> About this task: The following data has a line with "assert_ne!(Value::Integer(1), Value::Integer(2));" and a line with "assert!(int_type.is_compatible(&Value::Integer(42)));". Write out exactly those lines and all the lines between them.

> Dataset entries:
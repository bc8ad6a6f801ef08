use std::fmt;
use std::hash::{Hash, Hasher};
use serde::{Deserialize, Serialize};
use crate::core::{MigrateError, Result};

/// A single column value.
///
/// Serialized untagged so that JSON fixtures read as plain scalars:
/// `null`, `true`, `42`, `1.5`, `"Default"`.
#[derive(Debug, Clone, Serialize, Deserialize)]
#[serde(untagged)]
pub enum Value {
    Null,
    Boolean(bool),
    Integer(i64),
    Float(f64),
    Text(String),
}

impl Value {
    pub fn type_name(&self) -> &'static str {
        match self {
            Self::Null => "NULL",
            Self::Integer(_) => "INTEGER",
            Self::Float(_) => "FLOAT",
            Self::Text(_) => "TEXT",
            Self::Boolean(_) => "BOOLEAN",
        }
    }

    pub fn as_i64(&self) -> Option<i64> {
        match self {
            Self::Integer(i) => Some(*i),
            Self::Float(f) => {
                if f.is_finite() && f.fract() == 0.0 && *f >= i64::MIN as f64 && *f <= i64::MAX as f64 {
                    Some(*f as i64)
                } else {
                    None
                }
            }
            // Identifiers exported as strings by some dumps
            Self::Text(s) => s.trim().parse().ok(),
            _ => None,
        }
    }

    pub fn as_str(&self) -> Option<&str> {
        match self {
            Self::Text(s) => Some(s),
            _ => None,
        }
    }

    pub fn is_null(&self) -> bool {
        matches!(self, Self::Null)
    }

    /// Column type of a non-null value.
    pub fn data_type(&self) -> Option<DataType> {
        match self {
            Self::Null => None,
            Self::Boolean(_) => Some(DataType::Boolean),
            Self::Integer(_) => Some(DataType::Integer),
            Self::Float(_) => Some(DataType::Float),
            Self::Text(_) => Some(DataType::Text),
        }
    }

    /// Converts the value to `target`, following [`DataType::can_cast_to`].
    pub fn cast_to(&self, target: &DataType) -> Result<Value> {
        let Some(source) = self.data_type() else {
            return Ok(Self::Null);
        };
        if target.is_compatible(self) {
            return Ok(self.clone());
        }
        if !source.can_cast_to(target) {
            return Err(MigrateError::TypeMismatch(format!(
                "Cannot cast {} to {}",
                self.type_name(),
                target
            )));
        }

        match (self, target) {
            (Self::Integer(i), DataType::Float) => Ok(Self::Float(*i as f64)),
            (_, DataType::Text) => Ok(Self::Text(self.to_string())),
            (Self::Text(s), DataType::Integer) => s.trim().parse::<i64>().map(Self::Integer).map_err(|_| {
                MigrateError::TypeMismatch(format!("Cannot cast '{}' to {}", s, target))
            }),
            _ => Err(MigrateError::TypeMismatch(format!(
                "Cannot cast {} to {}",
                self.type_name(),
                target
            ))),
        }
    }
}

impl PartialEq for Value {
    fn eq(&self, other: &Self) -> bool {
        match (self, other) {
            (Self::Null, Self::Null) => true,
            (Self::Integer(a), Self::Integer(b)) => a == b,
            (Self::Float(a), Self::Float(b)) => a.to_bits() == b.to_bits(),
            (Self::Text(a), Self::Text(b)) => a == b,
            (Self::Boolean(a), Self::Boolean(b)) => a == b,
            _ => false,
        }
    }
}

// Float equality is bitwise so that Eq and Hash agree for identity keys.
impl Eq for Value {}

impl Hash for Value {
    fn hash<H: Hasher>(&self, state: &mut H) {
        match self {
            Self::Null => 0u8.hash(state),
            Self::Integer(i) => {
                1u8.hash(state);
                i.hash(state);
            }
            Self::Float(f) => {
                2u8.hash(state);
                f.to_bits().hash(state);
            }
            Self::Text(s) => {
                3u8.hash(state);
                s.hash(state);
            }
            Self::Boolean(b) => {
                4u8.hash(state);
                b.hash(state);
            }
        }
    }
}

impl fmt::Display for Value {
    fn fmt(&self, f: &mut fmt::Formatter<'_>) -> fmt::Result {
        match self {
            Self::Null => write!(f, "NULL"),
            Self::Integer(i) => write!(f, "{}", i),
            Self::Float(fl) => write!(f, "{}", fl),
            Self::Text(s) => write!(f, "{}", s),
            Self::Boolean(b) => write!(f, "{}", b),
        }
    }
}

impl From<i64> for Value {
    fn from(i: i64) -> Self {
        Self::Integer(i)
    }
}

impl From<i32> for Value {
    fn from(i: i32) -> Self {
        Self::Integer(i64::from(i))
    }
}

impl From<f64> for Value {
    fn from(f: f64) -> Self {
        Self::Float(f)
    }
}

impl From<String> for Value {
    fn from(s: String) -> Self {
        Self::Text(s)
    }
}

impl From<&str> for Value {
    fn from(s: &str) -> Self {
        Self::Text(s.to_string())
    }
}

impl From<bool> for Value {
    fn from(b: bool) -> Self {
        Self::Boolean(b)
    }
}

impl<T: Into<Value>> From<Option<T>> for Value {
    fn from(value: Option<T>) -> Self {
        value.map(Into::into).unwrap_or(Self::Null)
    }
}

#[derive(Debug, Clone, PartialEq, Eq, Hash, Serialize, Deserialize)]
pub enum DataType {
    Integer,
    Float,
    Text,
    Boolean,
}

impl DataType {
    pub fn is_compatible(&self, value: &Value) -> bool {
        matches!(
            (self, value),
            (_, Value::Null)
                | (Self::Integer, Value::Integer(_))
                | (Self::Float, Value::Float(_))
                | (Self::Float, Value::Integer(_))
                | (Self::Text, Value::Text(_))
                | (Self::Boolean, Value::Boolean(_))
        )
    }

    pub fn can_cast_to(&self, other: &DataType) -> bool {
        match (self, other) {
            (a, b) if a == b => true,
            (Self::Integer, Self::Float) => true,
            (Self::Integer, Self::Text) => true,
            (Self::Float, Self::Text) => true,
            (Self::Boolean, Self::Text) => true,
            (Self::Text, Self::Integer) => true,
            _ => false,
        }
    }
}

impl fmt::Display for DataType {
    fn fmt(&self, f: &mut fmt::Formatter<'_>) -> fmt::Result {
        match self {
            Self::Integer => write!(f, "INTEGER"),
            Self::Float => write!(f, "FLOAT"),
            Self::Text => write!(f, "TEXT"),
            Self::Boolean => write!(f, "BOOLEAN"),
        }
    }
}

#[cfg(test)]
mod tests {
    use super::*;

    #[test]
    fn test_value_equality() {
        assert_eq!(Value::Integer(42), Value::Integer(42));
        assert_eq!(Value::Float(3.5), Value::Float(3.5));
        assert_ne!(Value::Integer(1), Value::Integer(2));
        assert_ne!(Value::Integer(1), Value::Text("1".into()));
    }

    #[test]
    fn test_type_compatibility() {
        let int_type = DataType::Integer;
        assert!(int_type.is_compatible(&Value::Integer(42)));
        assert!(int_type.is_compatible(&Value::Null));
        assert!(!int_type.is_compatible(&Value::Text("hello".into())));
    }

    #[test]
    fn test_cast_to_text_and_back() {
        assert_eq!(Value::Integer(7).cast_to(&DataType::Text).unwrap(), Value::Text("7".into()));
        assert_eq!(Value::Text(" 12".into()).cast_to(&DataType::Integer).unwrap(), Value::Integer(12));
        assert!(Value::Text("abc".into()).cast_to(&DataType::Integer).is_err());
        assert!(Value::Boolean(true).cast_to(&DataType::Integer).is_err());
        assert_eq!(Value::Null.cast_to(&DataType::Integer).unwrap(), Value::Null);
    }

    #[test]
    fn test_cast_follows_type_rules() {
        assert!(DataType::Integer.can_cast_to(&DataType::Float));
        assert!(!DataType::Float.can_cast_to(&DataType::Integer));
        assert!(Value::Float(2.0).cast_to(&DataType::Integer).is_err());
        assert_eq!(Value::Integer(2).cast_to(&DataType::Float).unwrap(), Value::Float(2.0));
        assert_eq!(Value::Float(1.5).cast_to(&DataType::Text).unwrap(), Value::Text("1.5".into()));
    }

    #[test]
    fn test_json_scalars_deserialize_untagged() {
        let values: Vec<Value> = serde_json::from_str(r#"[null, true, 4, 2.5, "Default"]"#).unwrap();
        assert_eq!(
            values,
            vec![
                Value::Null,
                Value::Boolean(true),
                Value::Integer(4),
                Value::Float(2.5),
                Value::Text("Default".into()),
            ]
        );
    }

    #[test]
    fn test_as_i64_accepts_numeric_text() {
        assert_eq!(Value::Text("19".into()).as_i64(), Some(19));
        assert_eq!(Value::Float(3.0).as_i64(), Some(3));
        assert_eq!(Value::Float(3.2).as_i64(), None);
        assert_eq!(Value::Null.as_i64(), None);
    }
}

> Reply to the task:
        assert_ne!(Value::Integer(1), Value::Integer(2));
        assert_ne!(Value::Integer(1), Value::Text("1".into()));
    }

    #[test]
    fn test_type_compatibility() {
        let int_type = DataType::Integer;
        assert!(int_type.is_compatible(&Value::Integer(42)));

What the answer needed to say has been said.